Mave: (; stylized as MAVE:), is a South Korean virtual girl group formed in 2023 by Metaverse Entertainment. The group consists of Siu, Zena, Marty, and Tyra, who are hyper-realistic, AI-generated members that were created using machine learning, deep fake, and full 3D production technology.

History

2023: Formation and debut
Mave: was formed in 2022, when on November 8, it was reported that Metaverse Entertainment, which is a subsidiary of the game-developing company Netmarble Corporation, were preparing to debut a virtual idol group. The group's creation reportedly follows a change in the Korean music industry as K-pop groups and entertainment companies delve into the possibility of introducing various forms of entertainment into the metaverse; although the group isn't the first to include virtual idols, they are the first K-pop group created entirely within the metaverse. 

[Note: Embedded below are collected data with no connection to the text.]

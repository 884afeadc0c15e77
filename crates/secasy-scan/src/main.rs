use std::fmt::Display;
use std::path::Path;
use std::process::ExitCode;

use anyhow::{Context, Result};
use clap::Parser;
use secasy_scan_core::{
    Axes, ConfigurationVerdict, Evaluation, HarnessPaths, ProcessHarness, ReportSink, ScanConfig,
    Sweep, SweepSummary,
};
use tracing::warn;
use tracing_subscriber::layer::SubscriberExt;
use tracing_subscriber::util::SubscriberInitExt;
use tracing_subscriber::EnvFilter;

mod cli;
mod interrupt;

use cli::Cli;

const EXIT_ERROR: u8 = 1;
const EXIT_MISSING_EXECUTABLES: u8 = 2;

const REPORT_SCHEMA_VERSION: &str = "secasy-scan.report@0.1.0";

fn main() -> ExitCode {
    match try_main() {
        Ok(code) => code,
        Err(err) => {
            eprintln!("error: {err:#}");
            ExitCode::from(EXIT_ERROR)
        }
    }
}

fn try_main() -> Result<ExitCode> {
    let cli = match Cli::try_parse() {
        Ok(cli) => cli,
        Err(err) => {
            // Status 2 is reserved for missing executables.
            let code = if err.use_stderr() { EXIT_ERROR } else { 0 };
            let _ = err.print();
            return Ok(ExitCode::from(code));
        }
    };

    init_logging(&cli.log_level);

    let root = cli.root_dir()?;
    let paths = cli.harness_paths(&root);
    if !paths.missing().is_empty() {
        print_missing_executables(&paths);
        return Ok(ExitCode::from(EXIT_MISSING_EXECUTABLES));
    }

    let axes = cli.axes()?;
    let config = cli.scan_config();
    for warning in config.warnings() {
        warn!("{warning}");
    }

    let progress = Progress {
        to_stderr: cli.json,
    };
    print_header(&progress, &axes);

    let mut report = match cli.report_base(&root) {
        Some(base) => {
            let sink = ReportSink::create(&base)
                .with_context(|| format!("create report directory under {}", base.display()))?;
            sink.write_scan_metadata(&config, &axes)
                .context("write scan metadata")?;
            Some(sink)
        }
        None => None,
    };

    let cancel = interrupt::install();
    let harness = ProcessHarness::new(paths, root, config.timeout);
    let sweep = Sweep::new(&harness, &config);

    let mut verdicts: Vec<ConfigurationVerdict> = Vec::new();
    let summary = sweep.run(&axes, cancel, |evaluation| {
        progress.line(progress_line(evaluation));
        if let Some(sink) = report.as_mut() {
            if let Err(err) = sink.record(evaluation) {
                warn!(
                    configuration = %evaluation.verdict.configuration,
                    error = %err,
                    "failed to write evidence"
                );
            }
        }
        if cli.json {
            verdicts.push(evaluation.verdict.clone());
        }
    });

    if summary.interrupted {
        progress.line("\nInterrupted. Writing partial report...");
    }
    if summary.flagged == 0 {
        progress.line("\nNo suspicious configs flagged by these heuristics.");
    } else {
        progress.line(format_args!(
            "\nFlagged {} config(s). Consider increasing trials for deeper analysis.",
            summary.flagged
        ));
    }

    if let Some(sink) = &report {
        sink.finish().context("write summary table")?;
        progress.line(format_args!("\nReport written to: {}", sink.dir().display()));
        if summary.interrupted {
            progress.line("(Partial results due to interruption.)");
        }
    }

    if cli.json {
        print_json_report(&config, &summary, report.as_ref().map(ReportSink::dir), &verdicts)?;
    }

    Ok(ExitCode::SUCCESS)
}

fn init_logging(level: &str) {
    let filter = EnvFilter::try_new(level).unwrap_or_else(|_| EnvFilter::new("warn"));
    tracing_subscriber::registry()
        .with(filter)
        .with(
            tracing_subscriber::fmt::layer()
                .with_target(false)
                .with_writer(std::io::stderr),
        )
        .init();
}

/// Human-readable progress, on stdout unless stdout carries JSON.
struct Progress {
    to_stderr: bool,
}

impl Progress {
    fn line(&self, text: impl Display) {
        if self.to_stderr {
            eprintln!("{text}");
        } else {
            println!("{text}");
        }
    }
}

fn print_header(progress: &Progress, axes: &Axes) {
    progress.line("Scanning configs...");
    progress.line(format_args!("Rounds: {:?}", axes.rounds));
    progress.line(format_args!("PrimeIndex: {:?}", axes.prime_index));
    progress.line(format_args!("hashLengthInBits param: {:?}", axes.number_of_bits));
    progress.line("\nLegend: flags show potentially weak reduced configs.");
}

fn progress_line(evaluation: &Evaluation) -> String {
    let v = &evaluation.verdict;
    let produced = v
        .produced_bits
        .map(|b| b.to_string())
        .unwrap_or_else(|| "none".to_string());
    if v.is_flagged() {
        format!("{}  FLAGS={}  producedBits={produced}", v.configuration, v.flags)
    } else {
        format!("{}  ok  producedBits={produced}", v.configuration)
    }
}

fn print_missing_executables(paths: &HarnessPaths) {
    eprintln!("Missing executables. Build targets first:");
    eprintln!("  cmake -S . -B build");
    eprintln!(
        "  cmake --build build --config Release --target SecasyDifferential SecasyExtendedSecurity"
    );
    for path in paths.missing() {
        eprintln!("missing: {}", path.display());
    }
}

fn print_json_report(
    config: &ScanConfig,
    summary: &SweepSummary,
    report_dir: Option<&Path>,
    verdicts: &[ConfigurationVerdict],
) -> Result<()> {
    let doc = serde_json::json!({
        "schema_version": REPORT_SCHEMA_VERSION,
        "config": config,
        "interrupted": summary.interrupted,
        "evaluated": summary.evaluated,
        "flagged": summary.flagged,
        "confirmations_used": summary.confirmations_used,
        "report_dir": report_dir.map(|d| d.display().to_string()),
        "verdicts": verdicts,
    });
    println!("{}", serde_json::to_string_pretty(&doc)?);
    Ok(())
}
#![allow(dead_code)]

use std::cell::RefCell;
use std::collections::{HashMap, VecDeque};

use secasy_scan_core::harness::{ExtendedRequest, Harness};
use secasy_scan_core::Configuration;

pub const DIFF_OK: &str = "  Status: ✓ PASS - Good diffusion\n  Status: OK\n";
pub const DIFF_WARN: &str = "  Status: ✓ PASS\n  Status: ⚠ WARNING - Potential weakness detected\n";
pub const EXT_PASS: &str =
    "Produced hash length: 64 hex chars (256 bits)\nMax correlation: 0.0500\nHigh correlation rate: 0.00%\nSUMMARY: 200/200\n";
pub const EXT_FAIL: &str =
    "Produced hash length: 64 hex chars (256 bits)\nMax correlation: 0.4100\nHigh correlation rate: 7.50%\nSUMMARY: 150/200\n";
pub const EXT_EMPTY: &str = "Produced hash length: 0 hex chars (0 bits)\nSUMMARY: 150/200\n";

#[derive(Debug, Clone, PartialEq)]
pub enum Call {
    Differential(Configuration),
    Extended(Configuration, ExtendedRequest),
}

/// In-process harness replaying canned outputs per configuration.
///
/// Extended outputs are consumed in order (initial run first, then
/// confirmation re-runs); once a queue is empty the default is returned.
pub struct ScriptedHarness {
    differential: HashMap<Configuration, String>,
    extended: RefCell<HashMap<Configuration, VecDeque<String>>>,
    default_differential: String,
    default_extended: String,
    pub calls: RefCell<Vec<Call>>,
}

impl ScriptedHarness {
    pub fn new(default_differential: &str, default_extended: &str) -> Self {
        ScriptedHarness {
            differential: HashMap::new(),
            extended: RefCell::new(HashMap::new()),
            default_differential: default_differential.to_string(),
            default_extended: default_extended.to_string(),
            calls: RefCell::new(Vec::new()),
        }
    }

    pub fn differential_for(mut self, config: Configuration, out: &str) -> Self {
        self.differential.insert(config, out.to_string());
        self
    }

    pub fn extended_for(self, config: Configuration, outs: &[&str]) -> Self {
        self.extended
            .borrow_mut()
            .insert(config, outs.iter().map(|s| s.to_string()).collect());
        self
    }

    pub fn extended_requests(&self) -> Vec<(Configuration, ExtendedRequest)> {
        self.calls
            .borrow()
            .iter()
            .filter_map(|c| match c {
                Call::Extended(cfg, req) => Some((*cfg, *req)),
                Call::Differential(_) => None,
            })
            .collect()
    }

    pub fn call_count(&self) -> usize {
        self.calls.borrow().len()
    }
}

impl Harness for ScriptedHarness {
    fn differential(&self, config: &Configuration) -> String {
        self.calls.borrow_mut().push(Call::Differential(*config));
        self.differential
            .get(config)
            .cloned()
            .unwrap_or_else(|| self.default_differential.clone())
    }

    fn extended(&self, config: &Configuration, request: &ExtendedRequest) -> String {
        self.calls
            .borrow_mut()
            .push(Call::Extended(*config, *request));
        self.extended
            .borrow_mut()
            .get_mut(config)
            .and_then(VecDeque::pop_front)
            .unwrap_or_else(|| self.default_extended.clone())
    }
}

pub fn cfg(rounds: i64, prime_index: i64, number_of_bits: i64) -> Configuration {
    Configuration {
        rounds,
        prime_index,
        number_of_bits,
    }
}
//! On-disk report of a sweep.
//!
//! Layout of one report directory:
//! - `scan.json`: tunables and axes of the sweep
//! - `summary.tsv`: one row per evaluated configuration
//! - `{stem}.diff.txt`, `{stem}.ext.txt`, `{stem}.ext.confirm.seed{S}.txt`:
//!   raw harness output, for flagged configurations only

use std::io;
use std::path::{Path, PathBuf};

use once_cell::sync::Lazy;
use regex::Regex;
use time::macros::format_description;
use time::OffsetDateTime;

use crate::config::{Axes, ScanConfig};
use crate::sweep::Evaluation;
use crate::verdict::ConfigurationVerdict;

pub const SUMMARY_FILE: &str = "summary.tsv";
pub const SCAN_FILE: &str = "scan.json";
pub const SUMMARY_HEADER: &str = "rounds\tprimeIndex\tnumberOfBits\tflags\tproducedBits\tdiff_ok\text_ok\text_maxCorr\text_highCorrRate\n";

pub const SCAN_SCHEMA_VERSION: &str = "secasy-scan.scan@0.1.0";

#[derive(Debug, thiserror::Error)]
pub enum ReportError {
    #[error("create report directory {}: {source}", .path.display())]
    CreateDir {
        path: PathBuf,
        #[source]
        source: io::Error,
    },
    #[error("write {}: {source}", .path.display())]
    Write {
        path: PathBuf,
        #[source]
        source: io::Error,
    },
    #[error("serialize scan metadata: {0}")]
    Serialize(#[from] serde_json::Error),
}

/// Accumulates summary rows and writes evidence files as the sweep goes.
#[derive(Debug)]
pub struct ReportSink {
    dir: PathBuf,
    rows: Vec<String>,
}

impl ReportSink {
    /// Create `<base>/<YYYYmmdd_HHMMSS>/`.
    pub fn create(base: &Path) -> Result<Self, ReportError> {
        Self::create_in(base.join(timestamp_dir_name(now())))
    }

    /// Use `dir` as the report directory, creating it if needed.
    pub fn create_in(dir: PathBuf) -> Result<Self, ReportError> {
        std::fs::create_dir_all(&dir).map_err(|source| ReportError::CreateDir {
            path: dir.clone(),
            source,
        })?;
        Ok(ReportSink {
            dir,
            rows: Vec::new(),
        })
    }

    pub fn dir(&self) -> &Path {
        &self.dir
    }

    /// Number of summary rows recorded so far.
    pub fn rows(&self) -> usize {
        self.rows.len()
    }

    pub fn write_scan_metadata(&self, config: &ScanConfig, axes: &Axes) -> Result<PathBuf, ReportError> {
        let doc = serde_json::json!({
            "schema_version": SCAN_SCHEMA_VERSION,
            "config": config,
            "axes": axes,
            "configurations": axes.len(),
        });
        let mut bytes = serde_json::to_vec_pretty(&doc)?;
        bytes.push(b'\n');
        let path = self.dir.join(SCAN_FILE);
        write_bytes(&path, &bytes)?;
        Ok(path)
    }

    /// Record the summary row of `evaluation`, then write its raw outputs if it
    /// was flagged. Every evidence file is attempted; the first failure is
    /// returned after the rest have been written. The row is kept regardless.
    pub fn record(&mut self, evaluation: &Evaluation) -> Result<(), ReportError> {
        self.rows.push(summary_row(&evaluation.verdict));
        if !evaluation.verdict.is_flagged() {
            return Ok(());
        }

        let stem = safe_name(&evaluation.verdict.configuration.artifact_stem());
        let mut evidence: Vec<(String, &str)> = vec![
            (format!("{stem}.diff.txt"), evaluation.differential_raw.as_str()),
            (format!("{stem}.ext.txt"), evaluation.extended_raw.as_str()),
        ];
        for attempt in evaluation.confirmations() {
            evidence.push((
                format!("{stem}.ext.confirm.seed{}.txt", attempt.seed),
                attempt.raw.as_str(),
            ));
        }

        let mut first_err = None;
        for (name, content) in evidence {
            if let Err(err) = write_text(&self.dir.join(name), content) {
                first_err.get_or_insert(err);
            }
        }
        first_err.map_or(Ok(()), Err)
    }

    /// Write `summary.tsv` with every row recorded so far.
    pub fn finish(&self) -> Result<PathBuf, ReportError> {
        let mut text = String::from(SUMMARY_HEADER);
        for row in &self.rows {
            text.push_str(row);
        }
        let path = self.dir.join(SUMMARY_FILE);
        write_text(&path, &text)?;
        Ok(path)
    }
}

/// One tab-separated summary line, newline included.
pub fn summary_row(verdict: &ConfigurationVerdict) -> String {
    let c = &verdict.configuration;
    let cells = [
        c.rounds.to_string(),
        c.prime_index.to_string(),
        c.number_of_bits.to_string(),
        verdict.flags.to_string(),
        verdict
            .produced_bits
            .map(|b| b.to_string())
            .unwrap_or_default(),
        bool_cell(verdict.diff_ok).to_string(),
        bool_cell(verdict.ext_ok).to_string(),
        float_cell(verdict.max_correlation),
        float_cell(verdict.high_correlation_rate_percent),
    ];
    let mut line = cells.join("\t");
    line.push('\n');
    line
}

fn bool_cell(b: bool) -> &'static str {
    if b {
        "1"
    } else {
        "0"
    }
}

fn float_cell(v: Option<f64>) -> String {
    v.map(float_text).unwrap_or_default()
}

/// Shortest round-trip text of `f`, with a signed exponent of at least two
/// digits when one is needed: `3.0`, `0.0001`, `1e-05`, `1.5e+16`.
fn float_text(f: f64) -> String {
    if f.is_nan() {
        return "nan".to_string();
    }
    if f.is_infinite() {
        return if f > 0.0 { "inf" } else { "-inf" }.to_string();
    }
    // `{:?}` keeps a trailing `.0` on whole numbers and switches to exponent
    // form outside [1e-4, 1e16).
    let text = format!("{f:?}");
    match text.split_once('e') {
        Some((mantissa, exp)) => {
            let (sign, digits) = match exp.strip_prefix('-') {
                Some(digits) => ('-', digits),
                None => ('+', exp),
            };
            format!("{mantissa}e{sign}{digits:0>2}")
        }
        None => text,
    }
}

static UNSAFE_NAME_CHARS: Lazy<Regex> = Lazy::new(|| {
    Regex::new(r"[^a-zA-Z0-9_.-]+").expect("static file-name pattern compiles")
});

/// Replace runs of characters outside `[a-zA-Z0-9_.-]` with `_` and strip
/// leading/trailing underscores.
pub fn safe_name(s: &str) -> String {
    UNSAFE_NAME_CHARS
        .replace_all(s, "_")
        .trim_matches('_')
        .to_string()
}

/// Write `content`, creating parent directories as needed.
pub fn write_text(path: &Path, content: &str) -> Result<(), ReportError> {
    write_bytes(path, content.as_bytes())
}

fn write_bytes(path: &Path, bytes: &[u8]) -> Result<(), ReportError> {
    if let Some(parent) = path.parent() {
        std::fs::create_dir_all(parent).map_err(|source| ReportError::CreateDir {
            path: parent.to_path_buf(),
            source,
        })?;
    }
    std::fs::write(path, bytes).map_err(|source| ReportError::Write {
        path: path.to_path_buf(),
        source,
    })
}

fn now() -> OffsetDateTime {
    OffsetDateTime::now_local().unwrap_or_else(|_| OffsetDateTime::now_utc())
}

pub fn timestamp_dir_name(at: OffsetDateTime) -> String {
    at.format(format_description!(
        "[year][month][day]_[hour][minute][second]"
    ))
    .unwrap_or_else(|_| at.unix_timestamp().to_string())
}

The group was formed as a collaboration between Kakao Entertainment and Netmarble, with Kakao involved in investing and distributing the group's music. 

On January 11, 2023, Metaverse Entertainment announced via Twitter that Mave: would be releasing their debut single album ‘Pandora’s Box’ on January 25 with two singles: ‘Pandora’ and ‘Wonderland (Idypia)’. The title track 'Pandora' describes a hopeless future where emotions are lost and regaining hope in a virtual world known as Idypia. 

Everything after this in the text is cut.